Alors que l’État cherche à réduire ses dépenses, avec le risque d’une baisse de dotations des collectivités, un nouvel impôt entrera en vigueur en Bretagne au 1er janvier 2026 : le versement mobilité régional et rural (VMRR). Cette taxe sur la masse salariale des employeurs vise à financer les services de mobilité. Toutes les entreprises de 11 salariés et plus, publiques comme privées, y seront assujetties, avec un taux variable selon les zones : 0,15 % dans les territoires littoraux (bien desservis par le TER) et 0,08 % en zone rurale (notamment en Centre-Bretagne).

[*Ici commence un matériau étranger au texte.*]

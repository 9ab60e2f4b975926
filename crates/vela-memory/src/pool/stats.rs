//! Pool statistics snapshots

use std::fmt;
use std::ops::Add;

/// Byte-level footprint of a set of blocks.
#[derive(Debug, Default, Clone, Copy, PartialEq, Eq)]
pub struct Statistics {
    /// Bytes charged for consumed payload, headers and padding
    pub bytes_allocated: usize,
    /// Bytes of reserved address space
    pub bytes_reserved: usize,
    /// Committed-but-unconsumed payload bytes
    pub bytes_free: usize,
}

impl Statistics {
    /// Allocated plus free: the full committed footprint.
    pub fn bytes_allocated_total(&self) -> usize {
        self.bytes_allocated + self.bytes_free
    }
}

impl Add for Statistics {
    type Output = Statistics;

    fn add(self, rhs: Statistics) -> Statistics {
        Statistics {
            bytes_allocated: self.bytes_allocated + rhs.bytes_allocated,
            bytes_reserved: self.bytes_reserved + rhs.bytes_reserved,
            bytes_free: self.bytes_free + rhs.bytes_free,
        }
    }
}

impl fmt::Display for Statistics {
    fn fmt(&self, f: &mut fmt::Formatter<'_>) -> fmt::Result {
        let total = self.bytes_allocated_total().max(1);
        write!(
            f,
            "allocated = {:7.3} MB, reserved = {:7.3} MB, free = {:7.3} MB ({:5.2}%)",
            self.bytes_allocated as f64 * 1e-6,
            self.bytes_reserved as f64 * 1e-6,
            self.bytes_free as f64 * 1e-6,
            100.0 * self.bytes_free as f64 / total as f64,
        )
    }
}

/// Full per-kind breakdown of a pool's footprint.
#[derive(Debug, Default, Clone, Copy)]
pub struct FullStatistics {
    /// Bytes handed out to callers (pool counters + live thread locals)
    pub bytes_used: usize,
    /// Alignment padding and retired slab tails
    pub bytes_wasted: usize,
    /// Every block regardless of kind
    pub all: Statistics,
    /// Heap-allocated blocks
    pub aligned: Statistics,
    /// OS mappings on base pages
    pub os_small: Statistics,
    /// OS mappings on huge pages
    pub os_huge: Statistics,
    /// Caller-owned shared regions
    pub shared: Statistics,
}

impl fmt::Display for FullStatistics {
    fn fmt(&self, f: &mut fmt::Formatter<'_>) -> fmt::Result {
        let total = self.all.bytes_allocated_total().max(1) as f64;
        writeln!(
            f,
            "  total : {}, used = {:.3} MB ({:.2}%), wasted = {:.3} MB ({:.2}%)",
            self.all,
            self.bytes_used as f64 * 1e-6,
            100.0 * self.bytes_used as f64 / total,
            self.bytes_wasted as f64 * 1e-6,
            100.0 * self.bytes_wasted as f64 / total,
        )?;
        writeln!(f, "  4K    : {}", self.os_small)?;
        writeln!(f, "  2M    : {}", self.os_huge)?;
        writeln!(f, "  malloc: {}", self.aligned)?;
        write!(f, "  shared: {}", self.shared)
    }
}

#[cfg(test)]
mod tests {
    use super::*;

    #[test]
    fn statistics_add() {
        let a = Statistics { bytes_allocated: 10, bytes_reserved: 20, bytes_free: 5 };
        let b = Statistics { bytes_allocated: 1, bytes_reserved: 2, bytes_free: 3 };
        let sum = a + b;
        assert_eq!(sum.bytes_allocated, 11);
        assert_eq!(sum.bytes_reserved, 22);
        assert_eq!(sum.bytes_free, 8);
        assert_eq!(sum.bytes_allocated_total(), 19);
    }

    #[test]
    fn display_is_stable() {
        let s = Statistics { bytes_allocated: 1_000_000, bytes_reserved: 2_000_000, bytes_free: 0 };
        let text = s.to_string();
        assert!(text.contains("allocated"));
        assert!(text.contains("1.000"));
    }
}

Un gain de 40 millions d’euros attendu
La recette sera perçue par la Région Bretagne, qui a voté l’adoption d’une telle mesure en juin. Le gain global est estimé à 40 millions d’euros par an, dont 27 millions apportés par les entreprises et 14 millions par les organismes publics. Il financera une partie de son budget transports (465 M€ en 2025), qui représente son plus gros poste de dépenses.
La Région assume le choix d’une nouvelle taxe, qu’elle présente comme un levier pour densifier le réseau BreizhGo (trains, bus, bateaux) et mieux desservir les territoires isolés. "La demande (en transports) explose et nous devons y répondre", prévient Michaël Quernez, premier vice-président en charge du climat, des mobilités, des infrastructures et des ports. Sur la partie trains, l’objectif est de passer de 400 TER quotidiens à 800 d’ici 2040. De nouvelles rames ont déjà été ajoutées cette année sur l’axe Quimper-Vannes. L’axe Brest-Lamballe sera développé en 2026. Sur la route, des circulations supplémentaires sont également prévues, "là où le car est souvent la seule alternative à la voiture".
Le Medef Bretagne à la négociation
Le Collectif des acteurs économiques bretons, qui rassemble la quasi-totalité des filières, affiche son opposition au versement mobilité dans un communiqué, et souligne : "Cette nouvelle taxe sur la production et sur l’emploi affectera la compétitivité des entreprises et contredit les politiques nationales de réindustrialisation."
En cette rentrée 2025, l’heure est au compromis. "Nous avons travaillé avec le président de Région Loïg Chesnais-Girard à trouver une alternative via une taxe de séjour additionnelle (de 2 euros par nuitée, NDLR) qui pèserait sur les touristes et non sur la compétitivité des entreprises", souligne le président du Medef Bretagne, Hervé Kermarrec. Il défend l’idée d’une "contribution touristique indolore pour les visiteurs, plutôt qu’une charge supplémentaire pour les entreprises locales". La Région serait prête à renoncer au VMRR si le projet de loi de finances 2026 prévoyait une solution de financement alternative. À défaut, elle ne renoncera pas à cette précieuse recette.
Des exceptions prévues
À noter que certaines entreprises seront exonérées du VMRR, notamment celles qui logent ou transportent une partie de leurs salariés. C’est le cas de FenêtréA, fabricant de fenêtres dans le Morbihan, qui construit actuellement 41 logements à Beignon pour son personnel.
À noter encore que les régions voisines de Normandie et Pays de la Loire ont choisi de ne pas avoir recours au VMMR. La Région île de France bénéficie, elle, Et du VMMR… Et de la taxe de séjour.